** Data follows **

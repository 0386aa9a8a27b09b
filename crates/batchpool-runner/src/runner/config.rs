use anyhow::bail;
use batchpool::PoolConfig;
use clap::Parser;
use core::time::Duration;
use std::path::PathBuf;

/// Runtime configuration for the `batchpool-runner` binary.
///
/// These settings control the size of the worker pool, the depth of its
/// queues, and how submissions react to backpressure. All values are parsed
/// from CLI arguments or environment variables (a `.env` file is honored),
/// with defaults matching a small batch deployment.
#[derive(Parser, Debug, Clone)]
#[command(
    name = "batchpool-runner",
    version,
    about = "Runs newline-delimited registration records through a bounded worker pool"
)]
pub struct CliArgs {
    /// Number of workers executing registrations concurrently.
    ///
    /// Environment variable: `NUM_WORKERS`
    #[arg(long, env = "NUM_WORKERS", default_value_t = 5)]
    pub num_workers: usize,

    /// Capacity of the intake queue between the input reader and the workers.
    ///
    /// When the queue is full the reader waits (or rejects, see
    /// `--submit-timeout-ms`), bounding how many records are held in memory.
    ///
    /// Environment variable: `INTAKE_CAPACITY`
    #[arg(long, env = "INTAKE_CAPACITY", default_value_t = 100)]
    pub intake_capacity: usize,

    /// Capacity of the output queue between the workers and the writer.
    ///
    /// Environment variable: `OUTPUT_CAPACITY`
    #[arg(long, env = "OUTPUT_CAPACITY", default_value_t = 100)]
    pub output_capacity: usize,

    /// Seconds to wait for workers to exit on shutdown before aborting them.
    /// `0` waits indefinitely.
    ///
    /// Environment variable: `SHUTDOWN_TIMEOUT_SECS`
    #[arg(long, env = "SHUTDOWN_TIMEOUT_SECS", default_value_t = 10)]
    pub shutdown_timeout_secs: u64,

    /// How long a record may wait for room in the intake queue before it is
    /// rejected. `0` rejects immediately when the queue is full. When unset,
    /// the reader waits as long as it takes.
    ///
    /// Rejected records are reported and counted, never retried.
    ///
    /// Environment variable: `SUBMIT_TIMEOUT_MS`
    #[arg(long, env = "SUBMIT_TIMEOUT_MS")]
    pub submit_timeout_ms: Option<u64>,

    /// Newline-delimited JSON file of `{"name", "email"}` records. Reads stdin
    /// when omitted.
    ///
    /// Environment variable: `INPUT`
    #[arg(short, long, env = "INPUT")]
    pub input: Option<PathBuf>,
}

/// How the reader hands records to the pool.
#[derive(Debug, Clone, Copy, PartialEq, Eq)]
pub enum SubmitMode {
    /// Wait for room in the intake queue.
    Blocking,
    /// Reject at once if the intake queue is full.
    NonBlocking,
    /// Wait at most this long for room.
    Timed(Duration),
}

#[derive(Debug, Clone)]
pub struct RunnerConfig {
    pub pool: PoolConfig,
    pub submit_mode: SubmitMode,
    pub input: Option<PathBuf>,
}

impl TryFrom<CliArgs> for RunnerConfig {
    type Error = anyhow::Error;

    fn try_from(args: CliArgs) -> Result<Self, Self::Error> {
        let mut pool = PoolConfig::new(
            args.num_workers,
            args.intake_capacity,
            args.output_capacity,
        );
        if args.shutdown_timeout_secs > 0 {
            pool = pool.with_shutdown_timeout(Duration::from_secs(args.shutdown_timeout_secs));
        }

        if let Err(e) = pool.validate() {
            bail!("{e}");
        }

        let submit_mode = match args.submit_timeout_ms {
            None => SubmitMode::Blocking,
            Some(0) => SubmitMode::NonBlocking,
            Some(ms) => SubmitMode::Timed(Duration::from_millis(ms)),
        };

        if let Some(path) = &args.input {
            if path.as_os_str().is_empty() {
                bail!("INPUT must not be an empty path");
            }
        }

        Ok(Self {
            pool,
            submit_mode,
            input: args.input,
        })
    }
}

** End of Data **

Would you restate the material word for word, leaving nothing out?

* Your solution *
repository 0386aa9a8a27b09b
filename crates/batchpool-runner/src/runner/config.rs
use anyhow::bail;
use batchpool::PoolConfig;
use clap::Parser;
use core::time::Duration;
use std::path::PathBuf;

/// Runtime configuration for the `batchpool-runner` binary.
///
/// These settings control the size of the worker pool, the depth of its
/// queues, and how submissions react to backpressure. All values are parsed
/// from CLI arguments or environment variables (a `.env` file is honored),
/// with defaults matching a small batch deployment.
#[derive(Parser, Debug, Clone)]
#[command(
    name = "batchpool-runner",
    version,
    about = "Runs newline-delimited registration records through a bounded worker pool"
)]
pub struct CliArgs {
    /// Number of workers executing registrations concurrently.
    ///
    /// Environment variable: `NUM_WORKERS`
    #[arg(long, env = "NUM_WORKERS", default_value_t = 5)]
    pub num_workers: usize,

    /// Capacity of the intake queue between the input reader and the workers.
    ///
    /// When the queue is full the reader waits (or rejects, see
    /// `--submit-timeout-ms`), bounding how many records are held in memory.
    ///
    /// Environment variable: `INTAKE_CAPACITY`
    #[arg(long, env = "INTAKE_CAPACITY", default_value_t = 100)]
    pub intake_capacity: usize,

    /// Capacity of the output queue between the workers and the writer.
    ///
    /// Environment variable: `OUTPUT_CAPACITY`
    #[arg(long, env = "OUTPUT_CAPACITY", default_value_t = 100)]
    pub output_capacity: usize,

    /// Seconds to wait for workers to exit on shutdown before aborting them.
    /// `0` waits indefinitely.
    ///
    /// Environment variable: `SHUTDOWN_TIMEOUT_SECS`
    #[arg(long, env = "SHUTDOWN_TIMEOUT_SECS", default_value_t = 10)]
    pub shutdown_timeout_secs: u64,

    /// How long a record may wait for room in the intake queue before it is
    /// rejected. `0` rejects immediately when the queue is full. When unset,
    /// the reader waits as long as it takes.
    ///
    /// Rejected records are reported and counted, never retried.
    ///
    /// Environment variable: `SUBMIT_TIMEOUT_MS`
    #[arg(long, env = "SUBMIT_TIMEOUT_MS")]
    pub submit_timeout_ms: Option<u64>,

    /// Newline-delimited JSON file of `{"name", "email"}` records. Reads stdin
    /// when omitted.
    ///
    /// Environment variable: `INPUT`
    #[arg(short, long, env = "INPUT")]
    pub input: Option<PathBuf>,
}

/// How the reader hands records to the pool.
#[derive(Debug, Clone, Copy, PartialEq, Eq)]
pub enum SubmitMode {
    /// Wait for room in the intake queue.
    Blocking,
    /// Reject at once if the intake queue is full.
    NonBlocking,
    /// Wait at most this long for room.
    Timed(Duration),
}

#[derive(Debug, Clone)]
pub struct RunnerConfig {
    pub pool: PoolConfig,
    pub submit_mode: SubmitMode,
    pub input: Option<PathBuf>,
}

impl TryFrom<CliArgs> for RunnerConfig {
    type Error = anyhow::Error;

    fn try_from(args: CliArgs) -> Result<Self, Self::Error> {
        let mut pool = PoolConfig::new(
            args.num_workers,
            args.intake_capacity,
            args.output_capacity,
        );
        if args.shutdown_timeout_secs > 0 {
            pool = pool.with_shutdown_timeout(Duration::from_secs(args.shutdown_timeout_secs));
        }

        if let Err(e) = pool.validate() {
            bail!("{e}");
        }

        let submit_mode = match args.submit_timeout_ms {
            None => SubmitMode::Blocking,
            Some(0) => SubmitMode::NonBlocking,
            Some(ms) => SubmitMode::Timed(Duration::from_millis(ms)),
        };

        if let Some(path) = &args.input {
            if path.as_os_str().is_empty() {
                bail!("INPUT must not be an empty path");
            }
        }

        Ok(Self {
            pool,
            submit_mode,
            input: args.input,
        })
    }
}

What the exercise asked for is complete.